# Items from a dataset
=====

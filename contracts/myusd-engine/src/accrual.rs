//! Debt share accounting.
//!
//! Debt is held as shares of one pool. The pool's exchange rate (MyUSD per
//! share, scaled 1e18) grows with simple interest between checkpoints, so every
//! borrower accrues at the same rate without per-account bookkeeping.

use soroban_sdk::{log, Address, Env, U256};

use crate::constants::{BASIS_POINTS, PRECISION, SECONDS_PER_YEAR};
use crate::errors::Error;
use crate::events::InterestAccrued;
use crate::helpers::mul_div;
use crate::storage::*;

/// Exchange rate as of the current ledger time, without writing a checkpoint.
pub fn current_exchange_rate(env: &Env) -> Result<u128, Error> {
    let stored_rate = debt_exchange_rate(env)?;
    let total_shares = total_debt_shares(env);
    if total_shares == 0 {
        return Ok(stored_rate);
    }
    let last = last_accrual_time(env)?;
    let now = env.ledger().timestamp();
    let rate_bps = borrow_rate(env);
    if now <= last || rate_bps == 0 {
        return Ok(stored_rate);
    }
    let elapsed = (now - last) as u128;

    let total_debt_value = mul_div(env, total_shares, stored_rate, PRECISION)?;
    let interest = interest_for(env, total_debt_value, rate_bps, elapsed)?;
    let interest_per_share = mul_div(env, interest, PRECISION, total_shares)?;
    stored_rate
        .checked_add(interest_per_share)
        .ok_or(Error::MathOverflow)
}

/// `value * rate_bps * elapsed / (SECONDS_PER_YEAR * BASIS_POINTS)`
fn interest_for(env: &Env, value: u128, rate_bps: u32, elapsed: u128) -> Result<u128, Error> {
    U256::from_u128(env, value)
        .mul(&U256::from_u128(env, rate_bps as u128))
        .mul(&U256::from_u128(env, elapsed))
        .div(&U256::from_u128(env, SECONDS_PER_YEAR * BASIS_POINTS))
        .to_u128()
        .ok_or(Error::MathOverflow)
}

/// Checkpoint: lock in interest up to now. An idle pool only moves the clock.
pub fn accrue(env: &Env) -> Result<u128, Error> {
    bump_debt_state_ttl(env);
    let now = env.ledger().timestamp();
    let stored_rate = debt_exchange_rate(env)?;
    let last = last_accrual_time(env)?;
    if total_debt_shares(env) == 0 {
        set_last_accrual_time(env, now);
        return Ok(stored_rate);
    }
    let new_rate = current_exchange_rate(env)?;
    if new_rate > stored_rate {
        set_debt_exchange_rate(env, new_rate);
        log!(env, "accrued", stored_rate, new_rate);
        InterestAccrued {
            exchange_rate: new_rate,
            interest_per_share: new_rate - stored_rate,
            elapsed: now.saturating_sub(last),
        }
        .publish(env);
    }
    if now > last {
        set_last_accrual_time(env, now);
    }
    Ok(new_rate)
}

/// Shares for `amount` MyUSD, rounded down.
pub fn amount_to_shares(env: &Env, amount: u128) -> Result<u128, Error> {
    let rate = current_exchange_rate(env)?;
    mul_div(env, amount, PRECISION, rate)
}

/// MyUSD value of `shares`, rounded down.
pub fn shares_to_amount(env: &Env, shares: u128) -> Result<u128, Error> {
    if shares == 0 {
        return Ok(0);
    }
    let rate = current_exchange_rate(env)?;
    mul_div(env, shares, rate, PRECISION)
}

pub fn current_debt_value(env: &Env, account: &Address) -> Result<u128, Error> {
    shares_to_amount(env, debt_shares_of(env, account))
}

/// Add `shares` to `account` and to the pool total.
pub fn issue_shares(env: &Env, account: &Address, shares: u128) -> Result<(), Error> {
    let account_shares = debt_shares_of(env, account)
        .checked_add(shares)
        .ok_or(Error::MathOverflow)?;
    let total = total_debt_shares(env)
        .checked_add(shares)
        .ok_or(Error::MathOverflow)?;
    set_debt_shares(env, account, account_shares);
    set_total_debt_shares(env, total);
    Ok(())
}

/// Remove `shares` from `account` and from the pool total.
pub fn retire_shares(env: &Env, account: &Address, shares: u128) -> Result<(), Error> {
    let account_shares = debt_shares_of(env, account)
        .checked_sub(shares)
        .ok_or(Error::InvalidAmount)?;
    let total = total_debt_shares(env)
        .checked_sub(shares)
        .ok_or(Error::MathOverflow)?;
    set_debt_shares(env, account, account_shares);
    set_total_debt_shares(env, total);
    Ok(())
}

=====

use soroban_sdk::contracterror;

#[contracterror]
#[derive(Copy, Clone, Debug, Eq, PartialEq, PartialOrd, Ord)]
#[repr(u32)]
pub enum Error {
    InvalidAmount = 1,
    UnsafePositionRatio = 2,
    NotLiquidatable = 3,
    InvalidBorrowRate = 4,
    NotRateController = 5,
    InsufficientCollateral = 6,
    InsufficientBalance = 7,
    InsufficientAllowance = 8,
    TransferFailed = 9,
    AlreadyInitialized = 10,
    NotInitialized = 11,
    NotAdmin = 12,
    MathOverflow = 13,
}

=====

# PROBLEM
Find the word "InterestAccrued" in the entries above and gather every line that holds it.

# PROBLEM SOLUTION
use crate::events::InterestAccrued;
        InterestAccrued {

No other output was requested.